6-O-alpha-(4-O-alpha-D-glucuronyl)-D-glucosyl-beta-cyclodextrin: solubilizing ability and some cellular effects.

Some physicochemical and biopharmaceutical properties of a new branched cyclodextrin, 6-O-alpha-(4-O-alpha-D-glucuronyl)-D-glucosyl-beta-cyclodextrin (GUG-beta-CyD), were investigated. The interaction of GUG-beta-CyD with drugs was studied by spectroscopic and solubility methods, and compared with those of parent beta-CyD and 6-O-alpha-maltosyl-beta-CyD (G(2)-beta-CyD).
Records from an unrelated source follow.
//! User storage
//!
//! Users are cluster-wide and not scoped to a tenant.

use std::sync::Arc;
use tracing::debug;

use vigil_core::{KvStore, RequestContext, Result, User};

use crate::codec::{decode, decode_listing, encode};
use crate::keys;

pub struct UserStore {
    kv: Arc<dyn KvStore>,
}

impl UserStore {
    pub fn new(kv: Arc<dyn KvStore>) -> Self {
        Self { kv }
    }

    /// The user named `username`, or `None` if there is no such user.
    pub async fn get_user(&self, ctx: &RequestContext, username: &str) -> Result<Option<User>> {
        let key = keys::user(username)?;
        match ctx.run(self.kv.get(&key)).await? {
            Some(bytes) => decode(&key, &bytes).map(Some),
            None => Ok(None),
        }
    }

    pub async fn get_users(&self, ctx: &RequestContext) -> Result<Vec<User>> {
        let pairs = ctx.run(self.kv.list_prefix(&keys::users_prefix())).await?;
        Ok(decode_listing(pairs))
    }

    pub async fn update_user(&self, ctx: &RequestContext, user: &User) -> Result<()> {
        user.validate()?;
        let key = keys::user(&user.username)?;
        ctx.run(self.kv.put(&key, encode(user)?)).await?;

        debug!("Updated user {}", user.username);
        Ok(())
    }

    pub async fn delete_user(&self, ctx: &RequestContext, username: &str) -> Result<()> {
        let key = keys::user(username)?;
        ctx.run(self.kv.delete(&key)).await?;
        Ok(())
    }
}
The hemolytic activity of GUG-beta-CyD on rabbit erythrocytes was lower than those of beta-CyD and G(2)-beta-CyD. GUG-beta-CyD and G(2)-beta-CyD showed negligible cytotoxicity on Caco-2 cells up to at least 0.1 M. The inclusion ability of GUG-beta-CyD to neutral and acidic drugs was comparable to or slightly smaller than those of beta-CyD and G(2)-beta-CyD, probably because of a steric hindrance of the branched sugar. On the other hand, GUG-beta-CyD showed greater affinity for the basic drugs, compared with beta-CyD and G(2)-beta-CyD, owing to an electrostatic interaction of its carboxylate anion with positive charge of basic drugs. Thus, GUG-beta-CyD may be useful as a safe solubilizing agent particularly for basic drugs.